**What you need to do:** Comb the records below for the string "return" and copy each line where it turns up.

Start of Task inputs

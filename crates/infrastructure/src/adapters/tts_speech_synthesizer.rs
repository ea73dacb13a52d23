//! Speech synthesizer adapter - Implements SpeechSynthesizerPort using ai_speech

use std::{fmt, sync::Arc};

use ai_speech::{AudioData, ElevenLabsProvider, SpeechConfig, SpeechError, TextToSpeech};
use application::{
    error::ApplicationError,
    ports::{SpeechSynthesizerPort, SynthesizedAudio},
};
use async_trait::async_trait;
use tracing::{debug, info, instrument, warn};

const SERVICE: &str = "speech synthesizer";

/// Turns reply text into playable audio
///
/// Without a configured provider every request fails, so the controller lets
/// the telephony provider speak the text itself.
pub struct TtsSpeechSynthesizer {
    tts: Option<Arc<dyn TextToSpeech>>,
}

impl fmt::Debug for TtsSpeechSynthesizer {
    fn fmt(&self, f: &mut fmt::Formatter<'_>) -> fmt::Result {
        f.debug_struct("TtsSpeechSynthesizer")
            .field("model", &self.tts.as_ref().map(|t| t.model_name()))
            .field("voice", &self.tts.as_ref().map(|t| t.default_voice()))
            .finish()
    }
}

impl TtsSpeechSynthesizer {
    pub fn new(tts: Arc<dyn TextToSpeech>) -> Self {
        Self { tts: Some(tts) }
    }

    /// A synthesizer that always defers to provider-native speech
    pub const fn disabled() -> Self {
        Self { tts: None }
    }

    /// Build the ElevenLabs provider, or a disabled synthesizer without an API key
    pub fn from_config(config: SpeechConfig) -> Result<Self, ApplicationError> {
        if !config.is_configured() {
            warn!("No speech API key configured, replies will use provider text-to-speech");
            return Ok(Self::disabled());
        }

        let provider = ElevenLabsProvider::new(config)
            .map_err(|e| ApplicationError::Configuration(e.to_string()))?;
        info!(
            model = %provider.model_name(),
            voice = %provider.default_voice(),
            "Speech synthesis enabled"
        );
        Ok(Self::new(Arc::new(provider)))
    }

    pub const fn is_enabled(&self) -> bool {
        self.tts.is_some()
    }

    fn map_error(e: SpeechError) -> ApplicationError {
        match e {
            SpeechError::Timeout(ms) => ApplicationError::UpstreamTimeout {
                service: SERVICE,
                timeout_ms: ms,
            },
            SpeechError::RateLimited => ApplicationError::RateLimited,
            SpeechError::Configuration(msg) => ApplicationError::Configuration(msg),
            other => ApplicationError::upstream(SERVICE, other.to_string()),
        }
    }

    fn to_clip_audio(audio: AudioData) -> SynthesizedAudio {
        let content_type = audio.content_type();
        SynthesizedAudio::new(audio.into_data(), content_type)
    }
}

#[async_trait]
impl SpeechSynthesizerPort for TtsSpeechSynthesizer {
    #[instrument(skip(self, text), fields(text_len = text.len()))]
    async fn synthesize(&self, text: &str) -> Result<SynthesizedAudio, ApplicationError> {
        let Some(tts) = &self.tts else {
            return Err(ApplicationError::upstream(SERVICE, "speech synthesis is not configured"));
        };

        let audio = tts.synthesize(text, None).await.map_err(|e| {
            warn!(error = %e, "Speech synthesis failed");
            Self::map_error(e)
        })?;

        debug!(bytes = audio.size_bytes(), content_type = audio.content_type(), "Synthesized reply");
        Ok(Self::to_clip_audio(audio))
    }

    async fn is_available(&self) -> bool {
        match &self.tts {
            Some(tts) => tts.is_available().await,
            None => false,
        }
    }
}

End of Task inputs

**Solution to this exercise:**
            return Ok(Self::disabled());
            return Err(ApplicationError::upstream(SERVICE, "speech synthesis is not configured"));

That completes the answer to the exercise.